Hartford Mayor Luke Bronin wouldn't rule out the possibility of the City of Hartford filing for a municipal bankruptcy, but did say he's trying to stave off such a possibility.
"(In Connecticut) we ask a city like Hartford which has real city problems to run itself on a property tax base which actually has less taxable property than the town of Glastonbury or the town of West Hartford or the Town of Manchester. That’s a system that’s fundamentally broken.”
NBC Connecticut asked Bronin earlier in the year about the prospect of a bankruptcy earlier in 2016 when he released his city budget proposal for the 2017 fiscal year.
The Hartford Courant raised the question Monday morning in an editorial about the city's dragging finances, especially in light of a city report detailing how the $56 million stadium and neighborhood development has ballooned into a $102 million taxpayer funded debacle. The stadium alone will cost taxpayers more than $71 million, if it evers gets completed.
UConn Law Professor Dalie Jimenez teaches classes about contracts and bankruptcy. She wouldn't speak specifically about Hartford's finances but did say that filing for what's known as Chapter 9, is a drastic step for a city to take.
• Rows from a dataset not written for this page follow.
//! Structured execution tracing for LLM applications.
//!
//! heimdall records model calls, tool invocations, embeddings calls, and
//! agent steps as a tree of telemetry records rooted in a [`Trace`]:
//!
//! - **Ambient nesting**: parent/child relationships are derived from the
//!   execution's current span, never passed explicitly. Creating a record
//!   makes it current; releasing it restores the previous one.
//! - **Cross-cutting propagation**: user/session/release/tags published by
//!   a trace flow to every descendant record created in the same logical
//!   execution, including across `.await` boundaries under
//!   [`ambient::scope`].
//! - **Selective recording**: any record can be excluded from export after
//!   creation with `skip()`; data already written stays visible on the
//!   span, it just never reaches the sink.
//! - **Disabled mode**: a disabled [`TraceContext`] hands out records with
//!   no underlying span, so instrumented code runs unchanged with tracing
//!   off.
//!
//! # Example
//!
//! ```rust
//! use heimdall::{LlmResponse, MemorySink, TraceContext, TraceOptions, TraceSettings};
//!
//! let sink = MemorySink::new();
//! let mut ctx = TraceContext::new(TraceSettings::new(), sink.clone());
//!
//! let trace = ctx
//!     .start_trace("checkout", &TraceOptions::new().with_user_id("u-1"))
//!     .unwrap();
//!
//! let generation = trace.create_generation("summarize-cart", "gpt-4", None);
//! generation.set_prompt("Summarize the cart");
//! generation.set_response(&LlmResponse::new().with_usage(100, 50));
//! generation.end();
//!
//! ctx.end();
//! assert_eq!(sink.len(), 2);
//! ```

pub mod ambient;
pub mod context;
pub mod error;
pub mod observation;
pub mod recorder;
pub mod response;
pub mod schema;
pub mod sink;
pub mod span;
pub mod trace;
pub mod value;
pub mod variants;
pub mod writer;

// Re-export main types
pub use context::{TraceContext, TraceSettings};
pub use error::ContextError;
pub use observation::{Level, Observation};
pub use recorder::{
    AgentRecordOptions, EmbeddingsOptions, GenerationOptions, SpanRecordOptions, ToolCallOptions,
};
pub use response::{ChatMessage, LlmResponse, Role};
pub use schema::{ObservationKind, Operation};
pub use sink::{MemorySink, NullSink, SpanSink};
pub use span::{SpanData, SpanEvent, SpanHandle, SpanStatus};
pub use trace::{Trace, TraceOptions};
pub use value::AttrValue;
pub use variants::{Agent, Embedding, Event, Generation, Span, ToolCall};
pub use writer::{SpanWriter, WriteError};
//! Error types for trace context misuse.

use thiserror::Error;

/// Errors raised when the trace context is driven through an invalid state
/// transition. These indicate caller bugs; they are never retried or
/// swallowed internally.
#[derive(Debug, Clone, Copy, PartialEq, Eq, Error)]
pub enum ContextError {
    /// `start_trace` was called while another trace is active.
    #[error("a trace is already active in this context; end it before starting another")]
    TraceAlreadyActive,

    /// A record factory or input/output setter was called with no active
    /// trace.
    #[error("no active trace in this context; call start_trace first")]
    NoActiveTrace,
}
//! Message and response shapes normalized into the schema.

use chrono::{DateTime, Utc};
use serde::{Deserialize, Serialize};

/// The author of a chat message.
#[derive(Debug, Clone, Copy, PartialEq, Eq, Serialize, Deserialize)]
#[serde(rename_all = "lowercase")]
pub enum Role {
    System,
    User,
    Assistant,
    Tool,
}

/// One message exchanged with a model.
#[derive(Debug, Clone, PartialEq, Serialize, Deserialize)]
pub struct ChatMessage {
    pub role: Role,
    pub content: String,
}

impl ChatMessage {
    pub fn system(text: impl Into<String>) -> Self {
        Self {
            role: Role::System,
            content: text.into(),
        }
    }

    pub fn user(text: impl Into<String>) -> Self {
        Self {
            role: Role::User,
            content: text.into(),
        }
    }

    pub fn assistant(text: impl Into<String>) -> Self {
        Self {
            role: Role::Assistant,
            content: text.into(),
        }
    }

    pub fn tool(text: impl Into<String>) -> Self {
        Self {
            role: Role::Tool,
            content: text.into(),
        }
    }
}

/// A model response decomposed into the optional fields the recorder
/// writes. Only fields actually present are exported; the backend
/// distinguishes "unset" from "empty".
#[derive(Debug, Clone, Default, Serialize, Deserialize)]
pub struct LlmResponse {
    pub id: Option<String>,
    pub model: Option<String>,
    pub finish_reasons: Option<Vec<String>>,
    pub input_tokens: Option<i64>,
    pub output_tokens: Option<i64>,
    pub total_tokens: Option<i64>,
    pub input_cost: Option<f64>,
    pub output_cost: Option<f64>,
    pub total_cost: Option<f64>,
    /// When the first output token arrived (streaming time-to-first-token).
    pub completion_start_time: Option<DateTime<Utc>>,
    pub messages: Option<Vec<ChatMessage>>,
    pub completion: Option<String>,
}

impl LlmResponse {
    pub fn new() -> Self {
        Self::default()
    }

    pub fn with_id(mut self, id: impl Into<String>) -> Self {
        self.id = Some(id.into());
        self
    }

    pub fn with_model(mut self, model: impl Into<String>) -> Self {
        self.model = Some(model.into());
        self
    }

    pub fn with_finish_reasons(mut self, reasons: Vec<String>) -> Self {
        self.finish_reasons = Some(reasons);
        self
    }

    /// Set input and output token counts (and nothing else).
    pub fn with_usage(mut self, input_tokens: i64, output_tokens: i64) -> Self {
        self.input_tokens = Some(input_tokens);
        self.output_tokens = Some(output_tokens);
        self
    }

    pub fn with_total_tokens(mut self, total: i64) -> Self {
        self.total_tokens = Some(total);
        self
    }

    pub fn with_cost(mut self, input: f64, output: f64) -> Self {
        self.input_cost = Some(input);
        self.output_cost = Some(output);
        self
    }

    pub fn with_total_cost(mut self, total: f64) -> Self {
        self.total_cost = Some(total);
        self
    }

    pub fn with_completion_start_time(mut self, at: DateTime<Utc>) -> Self {
        self.completion_start_time = Some(at);
        self
    }

    pub fn with_messages(mut self, messages: Vec<ChatMessage>) -> Self {
        self.messages = Some(messages);
        self
    }

    pub fn with_completion(mut self, text: impl Into<String>) -> Self {
        self.completion = Some(text.into());
        self
    }
}

#[cfg(test)]
mod tests {
    use super::*;

    #[test]
    fn test_message_constructors() {
        let msg = ChatMessage::user("hello");
        assert_eq!(msg.role, Role::User);
        assert_eq!(msg.content, "hello");

        let json = serde_json::to_string(&msg).unwrap();
        assert_eq!(json, r#"{"role":"user","content":"hello"}"#);
    }

    #[test]
    fn test_response_builder_leaves_absent_fields_unset() {
        let response = LlmResponse::new().with_usage(100, 50);
        assert_eq!(response.input_tokens, Some(100));
        assert_eq!(response.output_tokens, Some(50));
        assert!(response.id.is_none());
        assert!(response.model.is_none());
        assert!(response.total_tokens.is_none());
        assert!(response.finish_reasons.is_none());
        assert!(response.completion.is_none());
    }

    #[test]
    fn test_response_builder_full() {
        let response = LlmResponse::new()
            .with_id("resp-1")
            .with_model("gpt-4")
            .with_finish_reasons(vec!["stop".to_string()])
            .with_usage(10, 20)
            .with_total_tokens(30)
            .with_cost(0.001, 0.002)
            .with_total_cost(0.003)
            .with_completion("done");

        assert_eq!(response.id.as_deref(), Some("resp-1"));
        assert_eq!(response.total_tokens, Some(30));
        assert_eq!(response.total_cost, Some(0.003));
        assert_eq!(response.completion.as_deref(), Some("done"));
    }
}
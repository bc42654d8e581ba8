//! The trace context: owner of at most one active trace per logical
//! execution.

use std::sync::Arc;

use serde::Serialize;

use crate::error::ContextError;
use crate::sink::{NullSink, SpanSink};
use crate::trace::{Trace, TraceOptions};
use crate::variants::{Agent, Embedding, Event, Generation, Span, ToolCall};

/// Construction-time settings for a context.
#[derive(Debug, Clone)]
pub struct TraceSettings {
    /// When false, every factory yields no-op records.
    pub enabled: bool,
    /// Deployment environment stamped on every trace.
    pub environment: Option<String>,
    /// Client-level release, used when a trace does not set its own.
    pub release: Option<String>,
}

impl Default for TraceSettings {
    fn default() -> Self {
        Self {
            enabled: true,
            environment: None,
            release: None,
        }
    }
}

impl TraceSettings {
    pub fn new() -> Self {
        Self::default()
    }

    /// Settings for a context whose whole record tree is no-op.
    pub fn disabled() -> Self {
        Self {
            enabled: false,
            environment: None,
            release: None,
        }
    }

    pub fn with_environment(mut self, environment: impl Into<String>) -> Self {
        self.environment = Some(environment.into());
        self
    }

    pub fn with_release(mut self, release: impl Into<String>) -> Self {
        self.release = Some(release.into());
        self
    }
}

/// Owns the current trace for one logical execution and exposes record
/// factories that delegate to it.
pub struct TraceContext {
    settings: TraceSettings,
    sink: Arc<dyn SpanSink>,
    current: Option<Trace>,
}

impl std::fmt::Debug for TraceContext {
    fn fmt(&self, f: &mut std::fmt::Formatter<'_>) -> std::fmt::Result {
        f.debug_struct("TraceContext")
            .field("settings", &self.settings)
            .field("current", &self.current)
            .finish()
    }
}

impl TraceContext {
    /// A context exporting through the given sink.
    pub fn new(settings: TraceSettings, sink: Arc<dyn SpanSink>) -> Self {
        Self {
            settings,
            sink,
            current: None,
        }
    }

    /// A context whose entire record tree is no-op.
    pub fn disabled() -> Self {
        Self {
            settings: TraceSettings::disabled(),
            sink: Arc::new(NullSink),
            current: None,
        }
    }

    /// The active trace, if any.
    pub fn current_trace(&self) -> Option<&Trace> {
        self.current.as_ref()
    }

    /// Start the context's trace. Fails while another trace is active.
    pub fn start_trace(
        &mut self,
        name: &str,
        options: &TraceOptions,
    ) -> Result<Trace, ContextError> {
        if self.current.is_some() {
            return Err(ContextError::TraceAlreadyActive);
        }
        let trace = self.build_trace(name, options, false);
        self.current = Some(trace.clone());
        Ok(trace)
    }

    /// Start an independent root trace without touching the current one.
    pub fn create_detached_trace(&self, name: &str, options: &TraceOptions) -> Trace {
        self.build_trace(name, options, true)
    }

    fn build_trace(&self, name: &str, options: &TraceOptions, detached: bool) -> Trace {
        if !self.settings.enabled {
            return Trace::inactive();
        }
        Trace::start(name, options, &self.settings, Arc::clone(&self.sink), detached)
    }

    fn require_current(&self) -> Result<&Trace, ContextError> {
        self.current.as_ref().ok_or(ContextError::NoActiveTrace)
    }

    pub fn create_span(&self, name: &str) -> Result<Span, ContextError> {
        Ok(self.require_current()?.create_span(name))
    }

    pub fn create_generation(
        &self,
        name: &str,
        model: &str,
        provider: Option<&str>,
    ) -> Result<Generation, ContextError> {
        Ok(self.require_current()?.create_generation(name, model, provider))
    }

    pub fn create_tool_call(&self, name: &str, tool_name: &str) -> Result<ToolCall, ContextError> {
        Ok(self.require_current()?.create_tool_call(name, tool_name))
    }

    pub fn create_embedding(
        &self,
        name: &str,
        model: &str,
        provider: Option<&str>,
    ) -> Result<Embedding, ContextError> {
        Ok(self.require_current()?.create_embedding(name, model, provider))
    }

    pub fn create_agent(&self, name: &str, agent_id: &str) -> Result<Agent, ContextError> {
        Ok(self.require_current()?.create_agent(name, agent_id))
    }

    pub fn create_event(&self, name: &str) -> Result<Event, ContextError> {
        Ok(self.require_current()?.create_event(name))
    }

    /// Record input on the active trace; fails when none is active.
    pub fn set_input<T: Serialize + ?Sized>(&self, value: &T) -> Result<(), ContextError> {
        self.require_current()?.set_input(value);
        Ok(())
    }

    /// Record output on the active trace; fails when none is active.
    pub fn set_output<T: Serialize + ?Sized>(&self, value: &T) -> Result<(), ContextError> {
        self.require_current()?.set_output(value);
        Ok(())
    }

    /// End the current trace, if any, and clear it. Idempotent.
    pub fn end(&mut self) {
        if let Some(trace) = self.current.take() {
            trace.end();
        }
    }
}

impl Drop for TraceContext {
    fn drop(&mut self) {
        self.end();
    }
}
“You’re in so deep that you need outside help," she said. The filing would protect the city from creditors looking to collect on the debt they had purchased from the city.
"They bought it because they thought you were a good bet that you would be able to get what you told them you would be able to get.”
Bronin has previously advocated for labor concessions, city service and staffing cuts, and more recently help from Hartford's neighbors in rescuing it from fiscal ruin.
"We’re willing to make the hard decisions we have to make. We have no lack of political will and we’re willing to go after even the most sacred cows but when you’ve got a system like ours that’s just broken, where you have gaps of $50 and $120 million looming in the future, you’ve got to change things now if we’re going to succeed as a state and as a region by having a city that is the center for energy and for economic growth," he said.
Bronin said raising taxes isn't a possibility because the taxes in Hartford are already the highest in the state.
“On the tax front I think taxes have been raised so much over the past years that we’re probably past that point and that’s why this conversation is so urgent, it’s so immediate that if we as a state and as a region want to have a strong Capital City, we’ve got to come together in a different way."
Jimenez, with UConn Law, explained that legally the city could only file for bankruptcy with permission from the state of Connecticut.
She said it would truly be viewed as the final option in order to save the city's finances, but she did warn that it's only a first step toward a path to fiscal sustainability.
"Just because you file for bankruptcy that doesn't make you more profitable or run better," Jimenez said. "All you get is temporary protection from those who own your debt."